The dendrites of a neuron are the many branch-like extensions that emerge from the cell body. These branches allow the neuron to receive connections from other neurons. Nerve cells communicate by electro-chemical signals that are transmitted into the dendrites. Each different type of nerve cell has a unique pattern of dendrite growth and any one neuron can receive multiple connections from many other nerve cells.
Axons
The axon is an extension from the body of a nerve cell. While a single neuron can have many dendrites, each cell has only one axon. Axons vary quite a bit in length: the smallest are almost imperceptible while the longest run most of the length of your body. Most axons branch out into several terminals toward their end. The job of the axon is to transmit signals from the neuron to other cells. This may be through a motor neuron that activates a muscle or it may be a sensory neuron telling you that someone is tickling your foot.

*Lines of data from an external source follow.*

//! World step orchestration.
//!
//! Single-threaded, cooperative: one step runs to completion before the
//! next frame's input is sampled. All bodies and probes are owned here and
//! mutated exclusively during the step; the block list is read-only. Given
//! identical input and delta sequences, trajectories are bit-identical;
//! there is no randomness anywhere in the core.

use crate::api::types::WorldEvent;
use crate::components::coin::Coin;
use crate::components::enemy::Enemy;
use crate::components::player::Player;
use crate::core::rect::Rect;
use crate::core::time::FixedTimestep;
use crate::input::state::InputState;
use crate::systems::collision::{
    resolve_enemy_blocks, resolve_player_blocks, resolve_player_coins, resolve_player_enemy,
};

/// Default simulation tick rate.
pub const DEFAULT_DT: f32 = 1.0 / 60.0;

/// The simulation world: one player, dynamic enemies and coins, and the
/// static obstacle list for the level.
pub struct World {
    pub player: Player,
    pub enemies: Vec<Enemy>,
    pub coins: Vec<Coin>,
    /// Static obstacles, immutable for the duration of the level.
    pub blocks: Vec<Rect>,
    events: Vec<WorldEvent>,
    timestep: FixedTimestep,
}

impl World {
    pub fn new(player: Player, blocks: Vec<Rect>) -> Self {
        Self {
            player,
            enemies: Vec::new(),
            coins: Vec::new(),
            blocks,
            events: Vec::new(),
            timestep: FixedTimestep::new(DEFAULT_DT),
        }
    }

    pub fn with_timestep(mut self, dt: f32) -> Self {
        self.timestep = FixedTimestep::new(dt);
        self
    }

    pub fn spawn_enemy(&mut self, enemy: Enemy) {
        self.enemies.push(enemy);
    }

    pub fn spawn_coin(&mut self, coin: Coin) {
        self.coins.push(coin);
    }

    /// Run one simulation tick. The ordering contract:
    ///
    /// 1. player input + integration
    /// 2. coin animations
    /// 3. enemy integration
    /// 4. player vs blocks
    /// 5. player vs coins
    /// 6. enemies vs blocks
    /// 7. player vs enemies
    ///
    /// Dead enemies are skipped everywhere; an enemy stomped this frame
    /// must not be walkable-into next frame.
    pub fn step(&mut self, dt: f32, input: &InputState) {
        assert!(dt >= 0.0, "negative frame delta: {dt}");

        self.player.update(dt, input, &mut self.events);

        for coin in &mut self.coins {
            coin.update(dt);
        }

        for enemy in &mut self.enemies {
            if !enemy.dead {
                enemy.update(dt);
            }
        }

        resolve_player_blocks(&mut self.player, &self.blocks);

        resolve_player_coins(&self.player.body.rect, &mut self.coins, &mut self.events);

        for (index, enemy) in self.enemies.iter_mut().enumerate() {
            if !enemy.dead && resolve_enemy_blocks(enemy, &self.blocks) {
                self.events.push(WorldEvent::EnemyTurned { index });
                log::trace!("enemy {index} wall bounce");
            }
        }

        for (index, enemy) in self.enemies.iter_mut().enumerate() {
            if enemy.dead {
                continue;
            }
            if resolve_player_enemy(&mut self.player, enemy, &mut self.events) {
                self.events.push(WorldEvent::EnemyKilled { index });
                log::debug!("enemy {index} stomped");
            }
        }
    }

    /// Feed a variable render-frame delta; runs zero or more fixed ticks.
    /// Returns the number of ticks run.
    ///
    /// The edge-triggered jump press fires on the first tick only, so a
    /// long frame cannot spend the whole double-jump budget at once.
    pub fn advance(&mut self, frame_dt: f32, input: &InputState) -> u32 {
        let steps = self.timestep.accumulate(frame_dt);
        let mut tick_input = *input;
        for _ in 0..steps {
            self.step(self.timestep.dt(), &tick_input);
            tick_input.jump_pressed = false;
        }
        steps
    }

    /// Interpolation alpha for rendering between ticks.
    pub fn render_alpha(&self) -> f32 {
        self.timestep.alpha()
    }

    /// One-shot events queued since the last drain. The embedder (audio,
    /// FX) takes them once per frame.
    pub fn drain_events(&mut self) -> Vec<WorldEvent> {
        std::mem::take(&mut self.events)
    }

    /// Peek at queued events without draining.
    pub fn events(&self) -> &[WorldEvent] {
        &self.events
    }

    /// Live (non-dead) enemy count, handy for win conditions upstream.
    pub fn live_enemies(&self) -> usize {
        self.enemies.iter().filter(|e| !e.dead).count()
    }
}

#[cfg(test)]
mod tests {
    use super::*;
    use crate::components::body::VerticalState;
    use crate::components::coin::CoinSprites;
    use crate::components::enemy::EnemySprites;
    use crate::components::player::{PlayerSprites, JUMP_SPEED};

    const DT: f32 = 1.0 / 60.0;

    fn player_at(x: f32, y: f32) -> Player {
        Player::new(Rect::new(x, y, 32.0, 32.0), PlayerSprites::default())
    }

    fn floor() -> Vec<Rect> {
        // A wide floor strip at y = 100.
        (0..10).map(|i| Rect::new(i as f32 * 32.0, 100.0, 32.0, 32.0)).collect()
    }

    #[test]
    fn falling_body_settles_exactly_on_the_floor() {
        // End-to-end: block at (0,100,32,32), body from (0,0,32,32),
        // stepping at 1/60 until the down probe first overlaps.
        let mut world = World::new(player_at(0.0, 0.0), vec![Rect::new(0.0, 100.0, 32.0, 32.0)]);
        let input = InputState::default();

        for _ in 0..600 {
            world.step(DT, &input);
            if world.player.body.vertical == VerticalState::OnGround {
                break;
            }
        }

        assert_eq!(world.player.body.rect.y, 68.0); // 100 - 32, exact
        assert_eq!(world.player.body.vertical, VerticalState::OnGround);
        assert_eq!(world.player.body.vel.y, 0.0);
    }

    #[test]
    fn deterministic_trajectories() {
        let inputs = [
            InputState { right: true, ..Default::default() },
            InputState { right: true, run: true, ..Default::default() },
            InputState { jump_pressed: true, ..Default::default() },
            InputState::default(),
        ];

        let run = || {
            let mut world = World::new(player_at(16.0, 0.0), floor());
            world.spawn_enemy(Enemy::new(
                Rect::new(200.0, 0.0, 32.0, 32.0),
                100.0,
                EnemySprites::default(),
            ));
            for i in 0..240 {
                world.step(DT, &inputs[i % inputs.len()]);
            }
            (
                world.player.body.rect,
                world.enemies[0].body.rect,
                world.player.body.vel,
            )
        };

        assert_eq!(run(), run());
    }

    #[test]
    fn stomp_chain_through_a_full_step() {
        let mut world = World::new(player_at(100.0, 20.0), floor());
        world.spawn_enemy(Enemy::new(
            Rect::new(100.0, 68.0, 32.0, 32.0), // patrolling on the floor
            0.0,                                // hold still for the test
            EnemySprites::default(),
        ));
        let input = InputState::default();

        // Fall until the stomp lands.
        let mut stomped = false;
        for _ in 0..600 {
            world.step(DT, &input);
            if world.enemies[0].dead {
                stomped = true;
                break;
            }
        }

        assert!(stomped);
        assert_eq!(world.player.body.vel.y, -JUMP_SPEED);
        assert_eq!(world.player.jumps_used(), 1);
        assert_eq!(world.live_enemies(), 0);
        let events = world.drain_events();
        assert!(events.contains(&WorldEvent::EnemyKilled { index: 0 }));
        assert!(events.contains(&WorldEvent::Jumped));
    }

    #[test]
    fn dead_enemy_is_skipped_by_later_passes() {
        let mut world = World::new(player_at(100.0, 20.0), floor());
        world.spawn_enemy(Enemy::new(
            Rect::new(100.0, 68.0, 32.0, 32.0),
            0.0,
            EnemySprites::default(),
        ));
        let input = InputState::default();

        for _ in 0..600 {
            world.step(DT, &input);
            if world.enemies[0].dead {
                break;
            }
        }
        assert!(world.enemies[0].dead);
        let corpse = world.enemies[0].body.rect;

        // Keep stepping: the corpse must not move, and walking through its
        // position must not collide.
        let walk = InputState { left: true, ..Default::default() };
        for _ in 0..120 {
            world.step(DT, &walk);
        }
        assert_eq!(world.enemies[0].body.rect, corpse);
        let events = world.drain_events();
        assert_eq!(
            events.iter().filter(|e| matches!(e, WorldEvent::EnemyKilled { .. })).count(),
            1
        );
    }

    #[test]
    fn coin_collection_emits_one_event() {
        let mut world = World::new(player_at(0.0, 60.0), vec![Rect::new(0.0, 100.0, 320.0, 32.0)]);
        world.spawn_coin(Coin::new(Rect::new(4.0, 80.0, 16.0, 16.0), CoinSprites::default()));
        let input = InputState::default();

        for _ in 0..120 {
            world.step(DT, &input);
        }

        assert!(world.coins[0].collected);
        let events = world.drain_events();
        assert_eq!(
            events.iter().filter(|e| matches!(e, WorldEvent::CoinCollected { .. })).count(),
            1
        );
    }

    #[test]
    fn enemy_patrols_between_walls() {
        // Floor plus two walls; the enemy must bounce back and forth and
        // never escape the corridor.
        let mut blocks = floor();
        blocks.push(Rect::new(-32.0, 0.0, 32.0, 132.0));
        blocks.push(Rect::new(320.0, 0.0, 32.0, 132.0));
        // Player spawns past the right wall and falls out of play; the
        // corridor belongs to the enemy.
        let mut world = World::new(player_at(400.0, 0.0), blocks);
        world.spawn_enemy(Enemy::new(
            Rect::new(150.0, 68.0, 32.0, 32.0),
            100.0,
            EnemySprites::default(),
        ));
        let input = InputState::default();

        let mut turns = 0;
        for _ in 0..3000 {
            world.step(DT, &input);
            turns += world
                .drain_events()
                .iter()
                .filter(|e| matches!(e, WorldEvent::EnemyTurned { .. }))
                .count();
            let r = &world.enemies[0].body.rect;
            assert!(r.left() >= 0.0 - 1.0 && r.right() <= 320.0 + 1.0);
        }
        assert!(turns >= 2, "enemy should have bounced at least twice, got {turns}");
    }

    #[test]
    fn advance_runs_whole_ticks_and_fires_jump_once() {
        let mut world = World::new(player_at(0.0, 68.0), vec![Rect::new(0.0, 100.0, 64.0, 32.0)]);
        // Settle first.
        world.step(DT, &InputState::default());
        world.step(DT, &InputState::default());
        world.drain_events();

        // A long frame worth several ticks with jump held: one jump only.
        let input = InputState { jump_pressed: true, ..Default::default() };
        let steps = world.advance(4.5 * DT, &input);
        assert_eq!(steps, 4);
        let jumps = world
            .drain_events()
            .iter()
            .filter(|e| **e == WorldEvent::Jumped)
            .count();
        assert_eq!(jumps, 1);
    }
}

Your spinal cord is largely made up of a giant bundle of nerve axons that connect your brain to the rest of your body. This is why people with broken backs or necks usually can’t feel or move anything below the break: the nerves connecting those parts of the body to the brain have been severed.
Myelin: Greased Lightning
A special layer of fat, called myelin, develops along the axons of nerve cells. The myelin accelerates the speed at which a nerve signal travels along a cell. Unfortunately, there is a limit to how much myelin you can develop on any given nerve axon, but a nerve that is fully loaded with myelin can transmit its signal 100 times faster than a minimally myelinated nerve cell.
Myelin develops along a nerve axon in direct response to the use of that nerve: The more you activate that particular nerve, the more myelin it will develop. Much of brain development, particularly in adolescence and early adulthood, has to do with the growth of myelin on nerve axons. Myelin makes up the “white matter’ of the brain.